Panchatantra

Chambers's Encyclopaedia, Volume 7: Maltebrun to Pearson, p. 732

Panchatantra, the oldest extant collection of apologues and stories in Sanskrit literature. This work is a compilation due to a Brahman named Vishnusaarman, who is represented as at once the narrator of the stories and author of the book. Composed of narratives, some of which are found in different literary monuments, and of passages borrowed from legislators, moralists, and poets, the Panchatantra has been subjected to many modifications. Wilson, who first gave a detailed analysis of the work (Trans. Roy. Asiatic Soc. of Great Britain, i., Lond. 1827), had three widely varying MSS. before him. Kosegarten, the first editor of the Sanskrit text, found the same variety in the eleven MSS. he used. In these he recognised two distinct redactions, one simple and without ornament, the other more extended and elaborated. Neither of these is, however, the first form of the work. Benfey held that there existed a still more ancient text, from which the lost Pehlevi translation was made, and that the Panchatantra was composed subsequent to that translation. This Pehlevi version was the parent of the Arabic Kalilah wa Dimnah, as also of the old Syriac version of Bickell and Benfey (1876). The book of Kalilah wa Dimnah differs considerably from the Panchatantra. It is divided into eighteen chapters, of which only five (5, 7, 8, 9, 10) correspond to the five parts of our collection. The literary history of this work and its extraordinary diffusion among the languages of western Europe are sketched in the article BIDPAI.

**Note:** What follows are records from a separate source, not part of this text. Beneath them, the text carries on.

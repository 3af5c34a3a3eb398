//! UI Components
//!
//! Reusable Leptos components.

mod estimate_table;
mod navbar;
mod row_actions;
mod table_row;

pub use estimate_table::EstimateTable;
pub use navbar::Navbar;
pub use row_actions::RowActions;
pub use table_row::TableRow;
//! Estimate Table Frontend Entry Point

mod app;
mod cache;
mod commands;
mod components;
mod config;
mod context;
mod controller;
mod editor;
mod logging;
mod models;
mod store;
mod tree;

use app::App;
use config::ApiConfig;
use leptos::prelude::*;

fn main() {
    console_error_panic_hook::set_once();
    let config = ApiConfig::load();
    logging::init(config.log_level);
    log::info!("row service at {}", config.base_url);
    mount_to_body(move || view! { <App config=config /> });
}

Some of the fables contained in the Panchatantra are found in the Mahābhārata, others have their source in Buddhist books, and there exist in Sanskrit several abridgments or imitations. Of these the most ancient forms part of the Kathāsaritsāgara ('Ocean of the Streams of Story'), composed by Somadéva about the beginning of the 12th century. The text of this work was edited by H. Brockhaus (Leip. 1839-62-66); a German translation by the same scholar was published in 1839 (Leip. 2 vols.), and one in English by Professor C. H. Tawney in 1880 (Calcutta, 2 vols.). It contains, of the Panchatantra, the first three books, three fables of the fourth, and one of the fifth. Another abridgment, in which most of the poetical quotations are omitted, is entitled Kathāmritamidhi ('Treasure of the Ambrosia of Stories'). But the most celebrated of its imitations is the Hitopadēsa ('Useful Instruction'), of comparatively modern date. Like Somadéva, its author, Sri Nārāyana, has taken only the first three books of the Indian original; he has drawn from the last two four fables only, and inserted them in his third and fourth books.

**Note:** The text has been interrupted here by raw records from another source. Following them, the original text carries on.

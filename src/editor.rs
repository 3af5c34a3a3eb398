//! Row Editor
//!
//! Per-row edit state: viewing or editing, the buffered field values,
//! and the at-most-one request in flight for the row.

use thiserror::Error;

use crate::commands::ServiceError;
use crate::models::{Row, RowField, RowFields, RowId, RowRequest, DRAFT_ROW_ID};

#[derive(Debug, Clone, Copy, PartialEq, Eq)]
pub enum EditMode {
    /// Inputs disabled, committed values shown
    Viewing,
    /// Inputs enabled, buffered values shown
    Editing,
}

/// Request currently running for a row
#[derive(Debug, Clone, Copy, PartialEq, Eq)]
pub enum Pending {
    Commit,
    Delete,
}

/// Rejected keystroke
#[derive(Debug, Clone, PartialEq, Error)]
pub enum FieldError {
    #[error("\"{0}\" is not a number")]
    NotANumber(String),
    #[error("row is not being edited")]
    NotEditing,
}

/// What a commit should send
#[derive(Debug, Clone, PartialEq)]
pub enum CommitRequest {
    Create(RowRequest),
    Update(RowId, RowRequest),
}

impl CommitRequest {
    /// Id of the cached row the saved row replaces
    pub fn target(&self) -> RowId {
        match self {
            CommitRequest::Create(_) => DRAFT_ROW_ID,
            CommitRequest::Update(id, _) => *id,
        }
    }
}

/// What a delete gesture resolves to
#[derive(Debug, Clone, Copy, PartialEq, Eq)]
pub enum DeleteRequest {
    /// The draft was never saved: drop it locally
    Discard,
    Remote(RowId),
}

#[derive(Debug, Clone, PartialEq)]
pub struct RowEditor {
    /// Last committed state of the row, without children
    base: Row,
    mode: EditMode,
    buffer: RowFields,
    /// Text of each input, indexed like `RowField::ALL`
    inputs: [String; 5],
    /// Inputs whose text was rejected
    invalid: [bool; 5],
    pending: Option<Pending>,
    focus_pending: bool,
    last_error: Option<String>,
}

impl RowEditor {
    /// A draft starts in edit mode with focus requested
    pub fn new(row: &Row) -> Self {
        let draft = row.is_draft();
        let buffer = row.fields();
        Self {
            base: row.detached(),
            mode: if draft { EditMode::Editing } else { EditMode::Viewing },
            inputs: input_texts(&buffer),
            invalid: [false; 5],
            buffer,
            pending: None,
            focus_pending: draft,
            last_error: None,
        }
    }

    pub fn row_id(&self) -> RowId {
        self.base.id
    }

    pub fn is_draft(&self) -> bool {
        self.base.is_draft()
    }

    #[cfg(test)]
    pub fn mode(&self) -> EditMode {
        self.mode
    }

    pub fn is_editing(&self) -> bool {
        self.mode == EditMode::Editing
    }

    #[cfg(test)]
    pub fn pending(&self) -> Option<Pending> {
        self.pending
    }

    pub fn is_busy(&self) -> bool {
        self.pending.is_some()
    }

    #[cfg(test)]
    pub fn buffer(&self) -> &RowFields {
        &self.buffer
    }

    pub fn last_error(&self) -> Option<&str> {
        self.last_error.as_deref()
    }

    pub fn focus_pending(&self) -> bool {
        self.focus_pending
    }

    /// Consume the focus request; true at most once per entry into edit mode
    pub fn take_focus(&mut self) -> bool {
        std::mem::take(&mut self.focus_pending)
    }

    /// Text for the input of `field`, as typed
    pub fn display(&self, field: RowField) -> &str {
        &self.inputs[field.index()]
    }

    pub fn is_invalid(&self, field: RowField) -> bool {
        self.invalid[field.index()]
    }

    fn has_invalid(&self) -> bool {
        self.invalid.contains(&true)
    }

    /// Buffer (and input texts) back to the committed values
    fn reset_buffer(&mut self) {
        self.buffer = self.base.fields();
        self.inputs = input_texts(&self.buffer);
        self.invalid = [false; 5];
    }

    /// Switch between viewing and editing.
    ///
    /// Entering re-buffers the committed values; leaving without a commit
    /// throws the buffered edits away. Drafts and busy rows ignore this.
    pub fn toggle_edit(&mut self) -> bool {
        if self.is_draft() || self.is_busy() {
            log::debug!("edit toggle ignored for row {}", self.row_id());
            return false;
        }
        self.reset_buffer();
        self.last_error = None;
        match self.mode {
            EditMode::Viewing => {
                self.mode = EditMode::Editing;
                self.focus_pending = true;
            }
            EditMode::Editing => {
                self.mode = EditMode::Viewing;
                self.focus_pending = false;
            }
        }
        true
    }

    /// Buffer one keystroke.
    ///
    /// A rejected amount keeps the last accepted value in the buffer and
    /// marks the input invalid until it is corrected.
    pub fn set_field(&mut self, field: RowField, raw: &str) -> Result<(), FieldError> {
        if !self.is_editing() {
            return Err(FieldError::NotEditing);
        }
        let i = field.index();
        self.inputs[i] = raw.to_string();
        let parsed = match self.buffer.amount_mut(field) {
            Some(amount) => parse_amount(raw).map(|value| *amount = value),
            None => {
                self.buffer.row_name = raw.to_string();
                Ok(())
            }
        };
        self.invalid[i] = parsed.is_err();
        parsed
    }

    /// Start a commit of the buffered values.
    ///
    /// `None` while viewing, while another request runs, while an input
    /// is invalid, or while the name is blank; the editor is left
    /// untouched in that case.
    pub fn begin_commit(&mut self) -> Option<CommitRequest> {
        if !self.is_editing() || self.is_busy() {
            return None;
        }
        if self.has_invalid() {
            log::debug!("commit blocked: invalid amount on row {}", self.row_id());
            return None;
        }
        if self.buffer.row_name.trim().is_empty() {
            log::debug!("commit blocked: empty name on row {}", self.row_id());
            return None;
        }
        self.pending = Some(Pending::Commit);
        self.last_error = None;
        let body = RowRequest::new(&self.base, &self.buffer);
        Some(if self.is_draft() {
            CommitRequest::Create(body)
        } else {
            CommitRequest::Update(self.row_id(), body)
        })
    }

    /// Success shows the saved row; failure keeps editing with the buffer intact
    pub fn finish_commit(&mut self, outcome: Result<&Row, &ServiceError>) {
        if self.pending != Some(Pending::Commit) {
            return;
        }
        self.pending = None;
        match outcome {
            Ok(saved) => {
                self.base = saved.detached();
                self.reset_buffer();
                self.mode = EditMode::Viewing;
                self.focus_pending = false;
            }
            Err(err) => self.last_error = Some(err.to_string()),
        }
    }

    /// Start a delete. Drafts resolve locally and never become busy.
    pub fn begin_delete(&mut self) -> Option<DeleteRequest> {
        if self.is_busy() {
            return None;
        }
        if self.is_draft() {
            return Some(DeleteRequest::Discard);
        }
        self.pending = Some(Pending::Delete);
        self.last_error = None;
        Some(DeleteRequest::Remote(self.row_id()))
    }

    pub fn finish_delete(&mut self, outcome: Result<(), &ServiceError>) {
        if self.pending != Some(Pending::Delete) {
            return;
        }
        self.pending = None;
        if let Err(err) = outcome {
            self.last_error = Some(err.to_string());
        }
    }

    /// Whether this row may receive a new child right now
    pub fn can_add_child(&self, draft_exists: bool) -> bool {
        !draft_exists && !self.is_draft() && !self.is_editing() && !self.is_busy()
    }
}

fn input_texts(fields: &RowFields) -> [String; 5] {
    RowField::ALL.map(|field| fields.display(field))
}

/// Parse an amount typed into a numeric cell.
///
/// Blank means zero and a decimal comma is accepted; anything that is not
/// a finite number is rejected.
pub fn parse_amount(raw: &str) -> Result<f64, FieldError> {
    let trimmed = raw.trim();
    if trimmed.is_empty() {
        return Ok(0.0);
    }
    let normalized = if trimmed.matches(',').count() == 1 && !trimmed.contains('.') {
        trimmed.replace(',', ".")
    } else {
        trimmed.to_string()
    };
    match normalized.parse::<f64>() {
        Ok(value) if value.is_finite() => Ok(value),
        _ => Err(FieldError::NotANumber(raw.to_string())),
    }
}

#[cfg(test)]
mod tests {
    use super::*;
    use pretty_assertions::assert_eq;

    fn saved_row() -> Row {
        Row {
            id: 1,
            row_name: "Walls".into(),
            salary: 100.0,
            ..Default::default()
        }
    }

    #[test]
    fn test_parse_amount() {
        assert_eq!(parse_amount("12.5"), Ok(12.5));
        assert_eq!(parse_amount(" 12,5 "), Ok(12.5));
        assert_eq!(parse_amount(""), Ok(0.0));
        assert_eq!(parse_amount("-3"), Ok(-3.0));
        assert!(parse_amount("12a").is_err());
        assert!(parse_amount("1,000.5").is_err());
        assert!(parse_amount("NaN").is_err());
        assert!(parse_amount("inf").is_err());
    }

    #[test]
    fn test_new_saved_row_is_viewing() {
        let editor = RowEditor::new(&saved_row());
        assert_eq!(editor.mode(), EditMode::Viewing);
        assert!(!editor.focus_pending());
        assert!(!editor.is_draft());
    }

    #[test]
    fn test_new_draft_is_editing_with_focus() {
        let mut editor = RowEditor::new(&Row::draft(1));
        assert_eq!(editor.mode(), EditMode::Editing);
        assert!(editor.take_focus());
        assert!(!editor.take_focus());
    }

    #[test]
    fn test_toggle_edit_requests_focus_once() {
        let mut editor = RowEditor::new(&saved_row());
        assert!(editor.toggle_edit());
        assert!(editor.is_editing());
        assert!(editor.take_focus());
        assert!(!editor.take_focus());
    }

    #[test]
    fn test_leaving_edit_discards_buffer() {
        let mut editor = RowEditor::new(&saved_row());
        editor.toggle_edit();
        editor.set_field(RowField::RowName, "Roof").unwrap();

        editor.toggle_edit();

        assert_eq!(editor.mode(), EditMode::Viewing);
        assert_eq!(editor.buffer().row_name, "Walls");
    }

    #[test]
    fn test_draft_ignores_toggle() {
        let mut editor = RowEditor::new(&Row::draft(1));
        assert!(!editor.toggle_edit());
        assert!(editor.is_editing());
    }

    #[test]
    fn test_set_field_requires_edit_mode() {
        let mut editor = RowEditor::new(&saved_row());
        assert_eq!(editor.set_field(RowField::Salary, "5"), Err(FieldError::NotEditing));
    }

    #[test]
    fn test_rejected_amount_keeps_previous() {
        let mut editor = RowEditor::new(&saved_row());
        editor.toggle_edit();
        editor.set_field(RowField::Overheads, "7").unwrap();

        let err = editor.set_field(RowField::Overheads, "7x").unwrap_err();

        assert_eq!(err, FieldError::NotANumber("7x".into()));
        assert_eq!(editor.buffer().overheads, 7.0);
        assert_eq!(editor.display(RowField::Overheads), "7x");
        assert!(editor.is_invalid(RowField::Overheads));
        assert_eq!(editor.begin_commit(), None);

        editor.set_field(RowField::Overheads, "8").unwrap();
        assert!(!editor.is_invalid(RowField::Overheads));
        assert!(editor.begin_commit().is_some());
    }

    #[test]
    fn test_partial_amount_text_is_kept() {
        let mut editor = RowEditor::new(&saved_row());
        editor.toggle_edit();
        editor.set_field(RowField::Salary, "12.").unwrap();
        assert_eq!(editor.display(RowField::Salary), "12.");
        assert_eq!(editor.buffer().salary, 12.0);
    }

    #[test]
    fn test_blank_name_blocks_commit() {
        let mut editor = RowEditor::new(&saved_row());
        editor.toggle_edit();
        editor.set_field(RowField::RowName, "   ").unwrap();
        let before = editor.clone();

        assert_eq!(editor.begin_commit(), None);
        assert_eq!(editor, before);
    }

    #[test]
    fn test_commit_while_viewing_is_ignored() {
        let mut editor = RowEditor::new(&saved_row());
        assert_eq!(editor.begin_commit(), None);
    }

    #[test]
    fn test_commit_draft_creates() {
        let mut editor = RowEditor::new(&Row::draft(1));
        editor.set_field(RowField::RowName, "Excavation").unwrap();
        editor.set_field(RowField::Salary, "250").unwrap();

        let request = editor.begin_commit().unwrap();

        let CommitRequest::Create(body) = &request else {
            panic!("expected create, got {:?}", request);
        };
        assert_eq!(body.parent_id, Some(1));
        assert_eq!(body.row_name, "Excavation");
        assert_eq!(body.salary, 250.0);
        assert_eq!(request.target(), DRAFT_ROW_ID);
        assert_eq!(editor.pending(), Some(Pending::Commit));
    }

    #[test]
    fn test_commit_saved_row_updates() {
        let mut editor = RowEditor::new(&saved_row());
        editor.toggle_edit();
        editor.set_field(RowField::RowName, "Foundation").unwrap();

        let request = editor.begin_commit().unwrap();

        assert!(matches!(
            &request,
            CommitRequest::Update(1, body) if body.row_name == "Foundation"
        ));
        assert_eq!(request.target(), 1);
    }

    #[test]
    fn test_one_commit_in_flight() {
        let mut editor = RowEditor::new(&saved_row());
        editor.toggle_edit();
        assert!(editor.begin_commit().is_some());
        assert!(editor.begin_commit().is_none());
        assert!(editor.begin_delete().is_none());
        assert!(!editor.toggle_edit());
    }

    #[test]
    fn test_commit_success_returns_to_viewing() {
        let mut editor = RowEditor::new(&Row::draft(1));
        editor.set_field(RowField::RowName, "Excavation").unwrap();
        editor.begin_commit();
        let saved = Row {
            id: 42,
            parent_id: Some(1),
            row_name: "Excavation".into(),
            ..Default::default()
        };

        editor.finish_commit(Ok(&saved));

        assert_eq!(editor.mode(), EditMode::Viewing);
        assert_eq!(editor.row_id(), 42);
        assert!(!editor.is_busy());
    }

    #[test]
    fn test_commit_failure_keeps_buffer() {
        let mut editor = RowEditor::new(&saved_row());
        editor.toggle_edit();
        editor.set_field(RowField::RowName, "Foundation").unwrap();
        editor.begin_commit();

        editor.finish_commit(Err(&ServiceError::Status(500)));

        assert!(editor.is_editing());
        assert!(!editor.is_busy());
        assert_eq!(editor.buffer().row_name, "Foundation");
        assert_eq!(editor.last_error(), Some("server replied with status 500"));
        // Retry is allowed
        assert!(editor.begin_commit().is_some());
    }

    #[test]
    fn test_delete_draft_is_local() {
        let mut editor = RowEditor::new(&Row::draft(1));
        assert_eq!(editor.begin_delete(), Some(DeleteRequest::Discard));
        assert!(!editor.is_busy());
    }

    #[test]
    fn test_delete_failure_records_error() {
        let mut editor = RowEditor::new(&saved_row());
        assert_eq!(editor.begin_delete(), Some(DeleteRequest::Remote(1)));
        assert!(editor.is_busy());

        editor.finish_delete(Err(&ServiceError::Network("offline".into())));

        assert!(!editor.is_busy());
        assert_eq!(editor.last_error(), Some("network error: offline"));
    }

    #[test]
    fn test_can_add_child() {
        let mut editor = RowEditor::new(&saved_row());
        assert!(editor.can_add_child(false));
        assert!(!editor.can_add_child(true));

        editor.toggle_edit();
        assert!(!editor.can_add_child(false));

        assert!(!RowEditor::new(&Row::draft(1)).can_add_child(false));
    }
}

The Panchatantra belongs to the class of works designated in India as Nitisāstras (sāstra, 'book of knowledge,' and niti, 'conduct'), composed for the instruction of princes and all those called to take a share in the direction of public affairs. The five books of which it is composed form as many distinct parts, related to each other by an introduction in which a king, after having taken the advice of his councillors, entrusts to a Brahman the education of his three sons. The latter composes the Panchatantra for the instruction of the young princes, and by the reading of that work he succeeds in overcoming their indolence and in developing their faculties.

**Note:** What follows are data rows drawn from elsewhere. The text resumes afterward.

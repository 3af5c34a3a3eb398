//! Row Actions
//!
//! Async glue between a row's editor, the row service and the cache.
//! Each action checks its preconditions synchronously, awaits at most one
//! service call, and patches the cache only after that call succeeded.

use crate::cache::RowCache;
use crate::commands::{RowService, ServiceError};
use crate::editor::{CommitRequest, DeleteRequest, RowEditor};
use crate::models::RowId;
use crate::store::StateCell;

/// Fetch the whole tree and replace the cached one
pub async fn refetch<S, C>(service: &S, cache: &C)
where
    S: RowService + ?Sized,
    C: StateCell<RowCache>,
{
    cache.write_with(RowCache::begin_refetch);
    let result = service.list().await.map_err(|e| e.to_string());
    cache.write_with(|c| c.finish_refetch(result));
}

/// Append a draft child under the editor's row if nothing forbids it
pub fn add_child<C, E>(cache: &C, editor: &E) -> bool
where
    C: StateCell<RowCache>,
    E: StateCell<RowEditor>,
{
    let draft_exists = cache.read_with(RowCache::has_draft).unwrap_or(true);
    let Some(parent) = editor
        .read_with(|e| e.can_add_child(draft_exists).then(|| e.row_id()))
        .flatten()
    else {
        log::debug!("add child refused");
        return false;
    };
    cache.write_with(|c| c.insert_draft(parent)).unwrap_or(false)
}

/// Send the buffered values; create for a draft, update otherwise.
///
/// Returns whether the row was saved. A blocked commit (blank name, row
/// busy, not editing) makes no call at all.
pub async fn commit_row<S, C, E>(service: &S, cache: &C, editor: &E) -> bool
where
    S: RowService + ?Sized,
    C: StateCell<RowCache>,
    E: StateCell<RowEditor>,
{
    let Some(request) = editor.write_with(RowEditor::begin_commit).flatten() else {
        return false;
    };

    let reply = match &request {
        CommitRequest::Create(body) => service.create(body).await,
        CommitRequest::Update(id, body) => service.update(*id, body).await,
    };

    match reply.and_then(|response| response.into_saved()) {
        Ok((saved, changed)) => {
            log::info!("saved row {} ({})", saved.id, saved.row_name);
            editor.write_with(|e| e.finish_commit(Ok(&saved)));
            cache.write_with(|c| c.apply_saved(request.target(), saved, &changed));
            true
        }
        Err(err) => {
            log_failure("save", request.target(), &err);
            editor.write_with(|e| e.finish_commit(Err(&err)));
            false
        }
    }
}

/// Delete the editor's row. The draft is dropped locally; a saved row is
/// removed from the cache only once the service confirmed it.
pub async fn delete_row<S, C, E>(service: &S, cache: &C, editor: &E) -> bool
where
    S: RowService + ?Sized,
    C: StateCell<RowCache>,
    E: StateCell<RowEditor>,
{
    let Some(request) = editor.write_with(RowEditor::begin_delete).flatten() else {
        return false;
    };

    match request {
        DeleteRequest::Discard => cache.write_with(RowCache::discard_draft).unwrap_or(false),
        DeleteRequest::Remote(id) => match service.delete(id).await {
            Ok(response) => {
                log::info!("deleted row {}", id);
                editor.write_with(|e| e.finish_delete(Ok(())));
                cache.write_with(|c| c.apply_deleted(id, &response.changed));
                true
            }
            Err(err) => {
                log_failure("delete", id, &err);
                editor.write_with(|e| e.finish_delete(Err(&err)));
                false
            }
        },
    }
}

fn log_failure(action: &str, id: RowId, err: &ServiceError) {
    log::error!("failed to {} row {}: {}", action, id, err);
}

The first book is the longest, and has for special title Mitrabhedā ('The Disunion of Friends'). Its object is to acquaint kings how dangerous it is to lend an ear to the perfidious insinuations of those who seek to sow divisions between a prince and his faithful friends. The second book, entitled Mitraprāpti ('The Acquisition of Friends'), has for its aim to show how advantageous it is to form unions and help each other. The third book, Kākoloūkiya ('The War of the Crows and the Owls'), shows the danger of trusting to men unknown or to enemies. The fourth, Labdha-pranasana ('The Loss of Acquired Good'), proves that we often lose by imprudence what we had gained with difficulty. The fifth and last book, Aparikehitakāritwa ('Inconsiderate Conduct'), shows the danger of being too precipitate in action. A principal apologue forms the subject, or, more correctly, the framework, of each of the five books. Fables contained in that apologue, and often involved the one with the other, are related by the personages introduced. The narrative is intermingled with a multitude of sentences, maxims, remarkable thoughts, extracts from codes of legislators, heroic and other poems, and dramas.

The text of the Panchatantra has been edited by Kosegarten (2 vols. Bonn and Greifswald, 1848-59), and G. Bühler and F. Kielhorn in the 'Bombay Sanskrit' series (1868-69). There is an admirable German translation by Benfey (2 vols. Leip. 1859), a French translation, with useful notes on the sources and imitations of the stories, by Édouard Lancereau (1871). Vol. i. of Benfey's work is entirely taken up by a masterly and exhaustive introduction, the best work that has yet appeared on the sources and the diffusion of Indian fables.